## EXERCISE DETAILS
What is needed is an exact transcription of every record.

+++ DATA

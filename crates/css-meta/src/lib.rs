//! Domain vocabulary for the CSS pipeline selector.
//!
//! This crate holds the data the resolver reasons about: deployment
//! environments, plugin steps, and the path rule table.

pub mod environment;
pub mod error;
pub mod rules;
pub mod step;

pub use environment::Environment;
pub use error::{Error, Result};
pub use rules::RuleTable;
pub use step::{PluginName, PluginOptions, PluginStep};
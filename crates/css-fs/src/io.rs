//! Plain read helpers with path-carrying errors

use std::fs;

use crate::{Error, NormalizedPath, Result};

/// Read text content from a file.
pub fn read_text(path: &NormalizedPath) -> Result<String> {
    let native_path = path.to_native();
    fs::read_to_string(&native_path).map_err(|e| Error::io(&native_path, e))
}
//! Browser bootstrap command

use colored::Colorize;
use css_core::{BootstrapConfig, BrowserBootstrap, CommandStage};

use crate::error::{CliError, Result};

/// Run the install, server and launch commands in sequence
pub fn run_bootstrap(
    install: &str,
    server: &str,
    launch: &str,
    max_workers: Option<usize>,
    json: bool,
) -> Result<()> {
    let bootstrap = BrowserBootstrap::new(
        parse_stage("install", install)?,
        parse_stage("server", server)?,
        parse_stage("launch", launch)?,
    );
    let config = BootstrapConfig { max_workers };

    let runtime = tokio::runtime::Builder::new_current_thread()
        .enable_all()
        .build()?;
    let report = runtime.block_on(bootstrap.open(&config))?;

    if json {
        println!("{}", serde_json::to_string_pretty(&report)?);
        return Ok(());
    }

    for stage in &report.completed {
        println!("  {} {}", "+".green(), stage);
    }
    if let Some(threshold) = report.listener_threshold {
        println!("  {:<20} {}", "Listener threshold:".dimmed(), threshold);
    }
    println!("{}", "Browser ready".green().bold());
    Ok(())
}

fn parse_stage(name: &str, command_line: &str) -> Result<CommandStage> {
    CommandStage::parse(command_line)
        .ok_or_else(|| CliError::user(format!("--{name} needs a command to run")))
}
//! Command implementations for css-cli

pub mod bootstrap;
pub mod resolve;
pub mod rules;

use std::path::Path;

use css_fs::NormalizedPath;
use css_meta::RuleTable;

use crate::error::Result;

pub use bootstrap::run_bootstrap;
pub use resolve::{ResolveArgs, run_resolve};
pub use rules::run_rules;

/// Rule table looked up in the working directory when `--config` is absent
pub const DEFAULT_CONFIG_FILE: &str = "csspipe.toml";

/// Load the rule table for a command.
///
/// An explicit `--config` must exist. Without one, `csspipe.toml` in the
/// working directory is used if present, otherwise the built-in table.
pub fn load_rules(cwd: &Path, config: Option<&Path>) -> Result<RuleTable> {
    let table = match config {
        Some(path) => RuleTable::load(&NormalizedPath::new(cwd.join(path)))?,
        None => RuleTable::load_or_default(&NormalizedPath::new(cwd.join(DEFAULT_CONFIG_FILE)))?,
    };
    Ok(table)
}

++++++

## RESPONSE FOR THIS EXERCISE
filename crates/css-meta/src/lib.rs
//! Domain vocabulary for the CSS pipeline selector.
//!
//! This crate holds the data the resolver reasons about: deployment
//! environments, plugin steps, and the path rule table.

pub mod environment;
pub mod error;
pub mod rules;
pub mod step;

pub use environment::Environment;
pub use error::{Error, Result};
pub use rules::RuleTable;
pub use step::{PluginName, PluginOptions, PluginStep};
filename crates/css-fs/src/io.rs
//! Plain read helpers with path-carrying errors

use std::fs;

use crate::{Error, NormalizedPath, Result};

/// Read text content from a file.
pub fn read_text(path: &NormalizedPath) -> Result<String> {
    let native_path = path.to_native();
    fs::read_to_string(&native_path).map_err(|e| Error::io(&native_path, e))
}
//! Browser bootstrap command

use colored::Colorize;
use css_core::{BootstrapConfig, BrowserBootstrap, CommandStage};

use crate::error::{CliError, Result};

/// Run the install, server and launch commands in sequence
pub fn run_bootstrap(
    install: &str,
    server: &str,
    launch: &str,
    max_workers: Option<usize>,
    json: bool,
) -> Result<()> {
    let bootstrap = BrowserBootstrap::new(
        parse_stage("install", install)?,
        parse_stage("server", server)?,
        parse_stage("launch", launch)?,
    );
    let config = BootstrapConfig { max_workers };

    let runtime = tokio::runtime::Builder::new_current_thread()
        .enable_all()
        .build()?;
    let report = runtime.block_on(bootstrap.open(&config))?;

    if json {
        println!("{}", serde_json::to_string_pretty(&report)?);
        return Ok(());
    }

    for stage in &report.completed {
        println!("  {} {}", "+".green(), stage);
    }
    if let Some(threshold) = report.listener_threshold {
        println!("  {:<20} {}", "Listener threshold:".dimmed(), threshold);
    }
    println!("{}", "Browser ready".green().bold());
    Ok(())
}

fn parse_stage(name: &str, command_line: &str) -> Result<CommandStage> {
    CommandStage::parse(command_line)
        .ok_or_else(|| CliError::user(format!("--{name} needs a command to run")))
}
//! Command implementations for css-cli

pub mod bootstrap;
pub mod resolve;
pub mod rules;

use std::path::Path;

use css_fs::NormalizedPath;
use css_meta::RuleTable;

use crate::error::Result;

pub use bootstrap::run_bootstrap;
pub use resolve::{ResolveArgs, run_resolve};
pub use rules::run_rules;

/// Rule table looked up in the working directory when `--config` is absent
pub const DEFAULT_CONFIG_FILE: &str = "csspipe.toml";

/// Load the rule table for a command.
///
/// An explicit `--config` must exist. Without one, `csspipe.toml` in the
/// working directory is used if present, otherwise the built-in table.
pub fn load_rules(cwd: &Path, config: Option<&Path>) -> Result<RuleTable> {
    let table = match config {
        Some(path) => RuleTable::load(&NormalizedPath::new(cwd.join(path)))?,
        None => RuleTable::load_or_default(&NormalizedPath::new(cwd.join(DEFAULT_CONFIG_FILE)))?,
    };
    Ok(table)
}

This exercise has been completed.